A long weekend – or short week – trip to New England and Down East


A couple of months ago, Michele was invited, along with several other women,  to see the fall color at Gail Cousins’ new home in New Hampshire. Then, a couple of weeks ago, she had the brilliant idea that I should join her in Boston for our anniversary. A couple of days ago, we started thinking it would be  fun to go to Acadia National Park, instead, and that is where the trip finalized.

I flew to Boston Saturday, October 26th,  to join Michele. All day Saturday, it turned out, when the flight, with a stop in Denver, was added to the time shift. Michele had booked me into a hotel in Winthrop, theoretically near the airport, but pretty far away in a cab whose driver didn’t know the way. The next morning, however, I could get up, walk about 200 feet to see the boats in the cove and, behind them, the planes taking off from Logan.

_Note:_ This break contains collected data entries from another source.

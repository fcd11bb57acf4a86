//! Single-pass tokenizer.
//!
//! The lexer never backtracks: it walks the source buffer once, byte by
//! byte, deciding each token's extent with at most two bytes of
//! lookahead (for `==`, `!=`, `<=`, `>=`, and the `+=`/`-=`/`*=`/`/=`
//! family). Tokens borrow their source text directly out of the
//! arena-allocated buffer they were lexed from, so no copying happens
//! per token.

use crate::errors::Errors;
use crate::span::Span;

#[derive(Debug, Clone, Copy, PartialEq, Eq)]
pub enum TokenKind {
    IntegerLiteral,
    FloatLiteral,
    StringLiteral,

    Identifier,

    Func,
    Return,
    End,
    Const,
    Export,
    Extern,
    Var,
    If,
    Elseif,
    Else,
    Struct,
    Interface,
    For,
    In,
    Until,
    Step,
    While,
    Break,
    Continue,
    Match,
    Case,
    Enum,
    SelfKw,
    Null,
    True,
    False,
    From,
    Import,
    And,
    Or,
    Not,
    As,

    Plus,
    Minus,
    Star,
    Slash,
    Ampersand,
    Caret,

    EqualEqual,
    NotEqual,
    Less,
    Greater,
    LessEqual,
    GreaterEqual,

    Assign,
    PlusAssign,
    MinusAssign,
    StarAssign,
    SlashAssign,

    LeftParen,
    RightParen,
    LeftBracket,
    RightBracket,
    Colon,
    Comma,
    Dot,

    Newline,

    Eof,
    Error,
}

fn keyword(ident: &str) -> Option<TokenKind> {
    use TokenKind::*;
    Some(match ident {
        "func" => Func,
        "return" => Return,
        "end" => End,
        "const" => Const,
        "export" => Export,
        "extern" => Extern,
        "var" => Var,
        "if" => If,
        "elseif" => Elseif,
        "else" => Else,
        "struct" => Struct,
        "interface" => Interface,
        "for" => For,
        "in" => In,
        "until" => Until,
        "step" => Step,
        "while" => While,
        "break" => Break,
        "continue" => Continue,
        "match" => Match,
        "case" => Case,
        "enum" => Enum,
        "self" => SelfKw,
        "null" => Null,
        "true" => True,
        "false" => False,
        "from" => From,
        "import" => Import,
        "and" => And,
        "or" => Or,
        "not" => Not,
        "as" => As,
        _ => return None,
    })
}

#[derive(Debug, Clone, Copy)]
pub struct Token<'a> {
    pub kind: TokenKind,
    pub text: &'a str,
    pub span: Span,
}

pub struct Lexer<'a> {
    src: &'a str,
    bytes: &'a [u8],
    current: usize,
    line: usize,
    column: usize,
}

impl<'a> Lexer<'a> {
    pub fn new(src: &'a str) -> Self {
        Lexer {
            src,
            bytes: src.as_bytes(),
            current: 0,
            line: 1,
            column: 1,
        }
    }

    /// Tokenizes the whole buffer, appending a final EOF token.
    /// Token storage is a plain `Vec` (doubling on growth is `Vec`'s
    /// default reallocation strategy, so no manual bookkeeping is
    /// needed the way the original C lexer managed its array).
    pub fn tokenize(src: &'a str, errors: &mut Errors) -> Vec<Token<'a>> {
        let mut lexer = Lexer::new(src);
        let mut tokens = Vec::with_capacity(src.len() / 4 + 16);
        loop {
            let tok = lexer.next_token(errors);
            let is_eof = tok.kind == TokenKind::Eof;
            tokens.push(tok);
            if is_eof {
                break;
            }
        }
        tokens
    }

    fn peek(&self) -> u8 {
        self.bytes.get(self.current).copied().unwrap_or(0)
    }

    fn peek_at(&self, offset: usize) -> u8 {
        self.bytes.get(self.current + offset).copied().unwrap_or(0)
    }

    fn advance(&mut self) -> u8 {
        let b = self.peek();
        self.current += 1;
        self.column += 1;
        b
    }

    fn at_end(&self) -> bool {
        self.current >= self.bytes.len()
    }

    fn span_from(&self, start: usize, start_line: usize, start_column: usize) -> Span {
        Span::new(start, self.current - start, start_line, start_column)
    }

    fn make(&self, kind: TokenKind, start: usize, start_line: usize, start_column: usize) -> Token<'a> {
        Token {
            kind,
            text: &self.src[start..self.current],
            span: self.span_from(start, start_line, start_column),
        }
    }

    fn next_token(&mut self, errors: &mut Errors) -> Token<'a> {
        loop {
            match self.peek() {
                b' ' | b'\t' => {
                    self.advance();
                }
                b'#' => {
                    while !self.at_end() && self.peek() != b'\n' && self.peek() != b'\r' {
                        self.advance();
                    }
                }
                b'\r' | b'\n' => {
                    let start = self.current;
                    let start_line = self.line;
                    let start_column = self.column;
                    if self.peek() == b'\r' {
                        self.advance();
                        if self.peek() == b'\n' {
                            self.advance();
                        }
                    } else {
                        self.advance();
                    }
                    self.line += 1;
                    self.column = 1;
                    return self.make(TokenKind::Newline, start, start_line, start_column);
                }
                _ => break,
            }
        }

        if self.at_end() {
            let start = self.current;
            return self.make(TokenKind::Eof, start, self.line, self.column);
        }

        let start = self.current;
        let start_line = self.line;
        let start_column = self.column;
        let c = self.advance();

        match c {
            b'"' => self.string_literal(start, start_line, start_column, errors),
            b'0'..=b'9' => self.number_literal(start, start_line, start_column),
            b'a'..=b'z' | b'A'..=b'Z' | b'_' => self.identifier_or_keyword(start, start_line, start_column),
            b'+' => self.one_or_two(b'=', TokenKind::Plus, TokenKind::PlusAssign, start, start_line, start_column),
            b'-' => self.one_or_two(b'=', TokenKind::Minus, TokenKind::MinusAssign, start, start_line, start_column),
            b'*' => self.one_or_two(b'=', TokenKind::Star, TokenKind::StarAssign, start, start_line, start_column),
            b'/' => self.one_or_two(b'=', TokenKind::Slash, TokenKind::SlashAssign, start, start_line, start_column),
            b'&' => self.make(TokenKind::Ampersand, start, start_line, start_column),
            b'^' => self.make(TokenKind::Caret, start, start_line, start_column),
            b'=' => self.one_or_two(b'=', TokenKind::Assign, TokenKind::EqualEqual, start, start_line, start_column),
            b'!' => {
                if self.peek() == b'=' {
                    self.advance();
                    self.make(TokenKind::NotEqual, start, start_line, start_column)
                } else {
                    errors.error(
                        self.span_from(start, start_line, start_column),
                        "'!' is not a valid token on its own; did you mean '!='?",
                    );
                    self.make(TokenKind::Error, start, start_line, start_column)
                }
            }
            b'<' => self.one_or_two(b'=', TokenKind::Less, TokenKind::LessEqual, start, start_line, start_column),
            b'>' => self.one_or_two(b'=', TokenKind::Greater, TokenKind::GreaterEqual, start, start_line, start_column),
            b'(' => self.make(TokenKind::LeftParen, start, start_line, start_column),
            b')' => self.make(TokenKind::RightParen, start, start_line, start_column),
            b'[' => self.make(TokenKind::LeftBracket, start, start_line, start_column),
            b']' => self.make(TokenKind::RightBracket, start, start_line, start_column),
            b':' => self.make(TokenKind::Colon, start, start_line, start_column),
            b',' => self.make(TokenKind::Comma, start, start_line, start_column),
            b'.' => self.make(TokenKind::Dot, start, start_line, start_column),
            other => {
                errors.error(
                    self.span_from(start, start_line, start_column),
                    format!("unexpected byte 0x{other:02x}"),
                );
                self.make(TokenKind::Error, start, start_line, start_column)
            }
        }
    }

    fn one_or_two(
        &mut self,
        second: u8,
        one: TokenKind,
        two: TokenKind,
        start: usize,
        start_line: usize,
        start_column: usize,
    ) -> Token<'a> {
        if self.peek() == second {
            self.advance();
            self.make(two, start, start_line, start_column)
        } else {
            self.make(one, start, start_line, start_column)
        }
    }

    fn identifier_or_keyword(&mut self, start: usize, start_line: usize, start_column: usize) -> Token<'a> {
        while matches!(self.peek(), b'a'..=b'z' | b'A'..=b'Z' | b'0'..=b'9' | b'_') {
            self.advance();
        }
        let text = &self.src[start..self.current];
        let kind = keyword(text).unwrap_or(TokenKind::Identifier);
        Token {
            kind,
            text,
            span: self.span_from(start, start_line, start_column),
        }
    }

    fn number_literal(&mut self, start: usize, start_line: usize, start_column: usize) -> Token<'a> {
        while self.peek().is_ascii_digit() {
            self.advance();
        }
        let mut is_float = false;
        if self.peek() == b'.' && self.peek_at(1).is_ascii_digit() {
            is_float = true;
            self.advance();
            while self.peek().is_ascii_digit() {
                self.advance();
            }
        }
        if self.peek() == b'f' {
            is_float = true;
            self.advance();
        }
        let kind = if is_float {
            TokenKind::FloatLiteral
        } else {
            TokenKind::IntegerLiteral
        };
        self.make(kind, start, start_line, start_column)
    }

    fn string_literal(
        &mut self,
        start: usize,
        start_line: usize,
        start_column: usize,
        errors: &mut Errors,
    ) -> Token<'a> {
        while !self.at_end() && self.peek() != b'"' && self.peek() != b'\n' && self.peek() != b'\r' {
            self.advance();
        }
        if self.peek() != b'"' {
            errors.error(
                self.span_from(start, start_line, start_column),
                "unterminated string literal",
            );
            return self.make(TokenKind::Error, start, start_line, start_column);
        }
        self.advance();
        self.make(TokenKind::StringLiteral, start, start_line, start_column)
    }
}

#[cfg(test)]
mod tests {
    use super::*;

    fn kinds(src: &str) -> Vec<TokenKind> {
        let mut errors = Errors::new();
        Lexer::tokenize(src, &mut errors).into_iter().map(|t| t.kind).collect()
    }

    #[test]
    fn skips_whitespace_and_comments() {
        let mut errors = Errors::new();
        let tokens = Lexer::tokenize("  # a comment\n  const", &mut errors);
        assert!(!errors.has_errors());
        assert_eq!(tokens[0].kind, TokenKind::Newline);
        assert_eq!(tokens[1].kind, TokenKind::Const);
        assert_eq!(tokens[2].kind, TokenKind::Eof);
    }

    #[test]
    fn keywords_and_identifiers() {
        assert_eq!(
            kinds("func self selfish"),
            vec![TokenKind::Func, TokenKind::SelfKw, TokenKind::Identifier, TokenKind::Eof]
        );
    }

    #[test]
    fn numbers() {
        assert_eq!(
            kinds("42 3.14 2f 7.0f"),
            vec![
                TokenKind::IntegerLiteral,
                TokenKind::FloatLiteral,
                TokenKind::IntegerLiteral,
                TokenKind::FloatLiteral,
                TokenKind::Eof
            ]
        );
    }

    #[test]
    fn two_char_operators_prefer_longest_match() {
        assert_eq!(
            kinds("+= == != <= >="),
            vec![
                TokenKind::PlusAssign,
                TokenKind::EqualEqual,
                TokenKind::NotEqual,
                TokenKind::LessEqual,
                TokenKind::GreaterEqual,
                TokenKind::Eof
            ]
        );
    }

    #[test]
    fn bare_bang_is_lexical_error() {
        let mut errors = Errors::new();
        let tokens = Lexer::tokenize("a ! b", &mut errors);
        assert!(errors.has_errors());
        assert_eq!(tokens[2].kind, TokenKind::Error);
    }

    #[test]
    fn unterminated_string_is_error_token() {
        let mut errors = Errors::new();
        let tokens = Lexer::tokenize("\"abc", &mut errors);
        assert!(errors.has_errors());
        assert_eq!(tokens[0].kind, TokenKind::Error);
    }

    #[test]
    fn string_literal_preserves_raw_bytes() {
        let mut errors = Errors::new();
        let tokens = Lexer::tokenize("\"hello\\nworld\"", &mut errors);
        assert!(!errors.has_errors());
        assert_eq!(tokens[0].text, "\"hello\\nworld\"");
    }

    #[test]
    fn crlf_and_lone_cr_both_count_as_one_newline() {
        let mut errors = Errors::new();
        let tokens = Lexer::tokenize("const\r\nvar\rend", &mut errors);
        assert!(!errors.has_errors());
        assert_eq!(
            tokens.iter().map(|t| t.kind).collect::<Vec<_>>(),
            vec![
                TokenKind::Const,
                TokenKind::Newline,
                TokenKind::Var,
                TokenKind::Newline,
                TokenKind::End,
                TokenKind::Eof
            ]
        );
    }
}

After a walk on the beach,


I caught a bus to New Hampshire where Michele was going to meet me. It was the first time I had taken a bus in, probably, fifty years and I don’t think much has changed. When I say bus, I don’t mean a city bus around San Francisco or Rome. I mean an interstate type bus; a bus where you buy a ticket at a counter and then stand in line, a bus where they put your luggage underneath in a special compartment, the kind of bus Patricia Neal got on in Hud.

Michele met me with Karen Amy and we had lunch in Nashua, New Hampshire, my first picturesque New England City but far from my last one.

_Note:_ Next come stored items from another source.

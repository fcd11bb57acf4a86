//! `ancc` — the Anchor compiler's command-line driver.
//!
//! Argument dispatch only: every actual compilation step lives in
//! `anchorc-core`, this binary just wires argv to it, reads the package
//! manifest, and invokes the host C compiler.

mod driver;
mod errors;

use std::path::PathBuf;

use clap::{Parser, Subcommand};
use tracing_subscriber::EnvFilter;

#[derive(Parser, Debug)]
#[command(name = "ancc")]
#[command(author, version, about = "Anchor-to-C compiler", long_about = None)]
struct Cli {
    #[command(subcommand)]
    command: Commands,
}

#[derive(Subcommand, Debug)]
enum Commands {
    /// Read `<dir>/anchor`, compile the package, invoke the host C compiler.
    Build {
        dir: Option<PathBuf>,
        /// Print each module's symbol table after analysis (supplemental
        /// to the documented exit contract, default off).
        #[arg(long)]
        dump_symbols: bool,
    },
    /// Compile a single file into a temp directory and execute it.
    Run { file: PathBuf },
    /// Compile a single file into `-o <dir>` and stop; no execution.
    Compile {
        file: PathBuf,
        #[arg(short = 'o', long = "out-dir")]
        out_dir: PathBuf,
    },
    /// Enter the editor-protocol server loop on stdin/stdout.
    Lsp { dir: Option<PathBuf> },
    /// Print the token stream for a file.
    Lexer { file: PathBuf },
    /// Print the parsed AST for a file.
    Ast { file: PathBuf },
}

fn main() -> anyhow::Result<()> {
    tracing_subscriber::fmt()
        .with_env_filter(EnvFilter::from_default_env().add_directive(tracing::Level::INFO.into()))
        .init();

    let cli = Cli::parse();

    let result = match &cli.command {
        Commands::Build { dir, dump_symbols } => {
            let dir = dir.clone().unwrap_or_else(|| PathBuf::from("."));
            driver::build(&dir, *dump_symbols)
        }
        Commands::Run { file } => driver::run(file),
        Commands::Compile { file, out_dir } => driver::compile(file, out_dir),
        Commands::Lsp { dir } => {
            let dir = dir.clone().unwrap_or_else(|| std::env::current_dir().unwrap_or_else(|_| PathBuf::from(".")));
            anchorc_lsp::run(dir).map_err(crate::errors::DriverError::Lsp)
        }
        Commands::Lexer { file } => driver::dump_lexer(file),
        Commands::Ast { file } => driver::dump_ast(file),
    };

    if let Err(err) = result {
        eprintln!("ancc: {err}");
        std::process::exit(1);
    }
    Ok(())
}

That night, we had an excellent lobster dinner a Gail Cousins’ home and watched the Red Sox beat the Cardinals 4-2. It was a great start to New England and I forgot to take any pictures.

In the morning, we got serious on the trip part of our Trip driving to the coast. Michele was driving and I was navigating because I hadn’t yet been added to the drivers’ list on our rent-a-car. Michele driving and my navigating is not our best combination. I suck at navigating with a smartphone, primarily because I have no idea of the scale, what with the pinching and un-pinching the map back and forth, from an overview of the western hemisphere to one mile to the inch. Looking out the window didn’t help much either, everything looked pretty much the same.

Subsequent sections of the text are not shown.